=== Entries provided ===

//! Item-table helpers: search, sort and dated discrepancy rows.

use std::cmp::Ordering;

use chrono::NaiveDate;
use serde::{Deserialize, Serialize};

use shrinkwatch_inventory::Product;

use crate::discrepancy::{compute_batch, compute_discrepancy};
use crate::model::{DiscrepancyRecord, FailedProduct};

/// Column an item listing can be ordered by.
#[derive(Debug, Clone, Copy, Default, PartialEq, Eq, Serialize, Deserialize)]
#[serde(rename_all = "snake_case")]
pub enum SortKey {
    #[default]
    Id,
    Name,
    Rfid,
    Total,
    Sold,
    ActualRemaining,
    Price,
    Discrepancy,
}

#[derive(Debug, Clone, Copy, Default, PartialEq, Eq, Serialize, Deserialize)]
#[serde(rename_all = "lowercase")]
pub enum SortDirection {
    #[default]
    Asc,
    Desc,
}

/// Case-insensitive substring search over product name and RFID tag.
///
/// An empty (or all-whitespace) query matches everything.
pub fn search_products<'a>(products: &'a [Product], query: &str) -> Vec<&'a Product> {
    let needle = query.trim().to_lowercase();
    if needle.is_empty() {
        return products.iter().collect();
    }

    products
        .iter()
        .filter(|p| {
            p.name.to_lowercase().contains(&needle)
                || p.rfid
                    .as_deref()
                    .is_some_and(|tag| tag.to_lowercase().contains(&needle))
        })
        .collect()
}

/// Stable sort of a product listing.
///
/// For [`SortKey::Discrepancy`], products whose discrepancy cannot be computed
/// always sort last regardless of direction.
pub fn sort_products(products: &[Product], key: SortKey, direction: SortDirection) -> Vec<&Product> {
    let mut sorted: Vec<&Product> = products.iter().collect();

    if key == SortKey::Discrepancy {
        let mut keyed: Vec<(Option<i64>, &Product)> = sorted
            .into_iter()
            .map(|p| (compute_discrepancy(p).ok().map(|r| r.discrepancy), p))
            .collect();
        keyed.sort_by(|(a, _), (b, _)| match (a, b) {
            (Some(a), Some(b)) => directed(a.cmp(b), direction),
            (Some(_), None) => Ordering::Less,
            (None, Some(_)) => Ordering::Greater,
            (None, None) => Ordering::Equal,
        });
        return keyed.into_iter().map(|(_, p)| p).collect();
    }

    sorted.sort_by(|a, b| directed(compare_by(a, b, key), direction));
    sorted
}

fn compare_by(a: &Product, b: &Product, key: SortKey) -> Ordering {
    match key {
        SortKey::Id => a.id.cmp(&b.id),
        SortKey::Name => a.name.cmp(&b.name),
        SortKey::Rfid => a.rfid.cmp(&b.rfid),
        SortKey::Total => a.total.cmp(&b.total),
        SortKey::Sold => a.sold.cmp(&b.sold),
        SortKey::ActualRemaining => a.actual_remaining.cmp(&b.actual_remaining),
        SortKey::Price => a.price.cmp(&b.price),
        // handled by the caller
        SortKey::Discrepancy => Ordering::Equal,
    }
}

fn directed(ordering: Ordering, direction: SortDirection) -> Ordering {
    match direction {
        SortDirection::Asc => ordering,
        SortDirection::Desc => ordering.reverse(),
    }
}

/// Dated reporting rows for every product currently showing shrinkage.
///
/// Returns the rows plus any products whose counters could not be evaluated.
pub fn discrepancy_records(products: &[Product], date: NaiveDate) -> (Vec<DiscrepancyRecord>, Vec<FailedProduct>) {
    let batch = compute_batch(products);
    let rows = batch
        .evaluated
        .iter()
        .filter(|(_, r)| r.is_shrinkage())
        .map(|(p, r)| DiscrepancyRecord {
            date,
            product_id: p.id.clone(),
            product_name: p.name.clone(),
            discrepancy: r.discrepancy,
            loss: r.loss,
        })
        .collect();
    (rows, batch.failed)
}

===

• **Problem statement**: Would you write out the data exactly as it reads?

• **Task output**:
//! Item-table helpers: search, sort and dated discrepancy rows.

use std::cmp::Ordering;

use chrono::NaiveDate;
use serde::{Deserialize, Serialize};

use shrinkwatch_inventory::Product;

use crate::discrepancy::{compute_batch, compute_discrepancy};
use crate::model::{DiscrepancyRecord, FailedProduct};

/// Column an item listing can be ordered by.
#[derive(Debug, Clone, Copy, Default, PartialEq, Eq, Serialize, Deserialize)]
#[serde(rename_all = "snake_case")]
pub enum SortKey {
    #[default]
    Id,
    Name,
    Rfid,
    Total,
    Sold,
    ActualRemaining,
    Price,
    Discrepancy,
}

#[derive(Debug, Clone, Copy, Default, PartialEq, Eq, Serialize, Deserialize)]
#[serde(rename_all = "lowercase")]
pub enum SortDirection {
    #[default]
    Asc,
    Desc,
}

/// Case-insensitive substring search over product name and RFID tag.
///
/// An empty (or all-whitespace) query matches everything.
pub fn search_products<'a>(products: &'a [Product], query: &str) -> Vec<&'a Product> {
    let needle = query.trim().to_lowercase();
    if needle.is_empty() {
        return products.iter().collect();
    }

    products
        .iter()
        .filter(|p| {
            p.name.to_lowercase().contains(&needle)
                || p.rfid
                    .as_deref()
                    .is_some_and(|tag| tag.to_lowercase().contains(&needle))
        })
        .collect()
}

/// Stable sort of a product listing.
///
/// For [`SortKey::Discrepancy`], products whose discrepancy cannot be computed
/// always sort last regardless of direction.
pub fn sort_products(products: &[Product], key: SortKey, direction: SortDirection) -> Vec<&Product> {
    let mut sorted: Vec<&Product> = products.iter().collect();

    if key == SortKey::Discrepancy {
        let mut keyed: Vec<(Option<i64>, &Product)> = sorted
            .into_iter()
            .map(|p| (compute_discrepancy(p).ok().map(|r| r.discrepancy), p))
            .collect();
        keyed.sort_by(|(a, _), (b, _)| match (a, b) {
            (Some(a), Some(b)) => directed(a.cmp(b), direction),
            (Some(_), None) => Ordering::Less,
            (None, Some(_)) => Ordering::Greater,
            (None, None) => Ordering::Equal,
        });
        return keyed.into_iter().map(|(_, p)| p).collect();
    }

    sorted.sort_by(|a, b| directed(compare_by(a, b, key), direction));
    sorted
}

fn compare_by(a: &Product, b: &Product, key: SortKey) -> Ordering {
    match key {
        SortKey::Id => a.id.cmp(&b.id),
        SortKey::Name => a.name.cmp(&b.name),
        SortKey::Rfid => a.rfid.cmp(&b.rfid),
        SortKey::Total => a.total.cmp(&b.total),
        SortKey::Sold => a.sold.cmp(&b.sold),
        SortKey::ActualRemaining => a.actual_remaining.cmp(&b.actual_remaining),
        SortKey::Price => a.price.cmp(&b.price),
        // handled by the caller
        SortKey::Discrepancy => Ordering::Equal,
    }
}

fn directed(ordering: Ordering, direction: SortDirection) -> Ordering {
    match direction {
        SortDirection::Asc => ordering,
        SortDirection::Desc => ordering.reverse(),
    }
}

/// Dated reporting rows for every product currently showing shrinkage.
///
/// Returns the rows plus any products whose counters could not be evaluated.
pub fn discrepancy_records(products: &[Product], date: NaiveDate) -> (Vec<DiscrepancyRecord>, Vec<FailedProduct>) {
    let batch = compute_batch(products);
    let rows = batch
        .evaluated
        .iter()
        .filter(|(_, r)| r.is_shrinkage())
        .map(|(p, r)| DiscrepancyRecord {
            date,
            product_id: p.id.clone(),
            product_name: p.name.clone(),
            discrepancy: r.discrepancy,
            loss: r.loss,
        })
        .collect();
    (rows, batch.failed)
}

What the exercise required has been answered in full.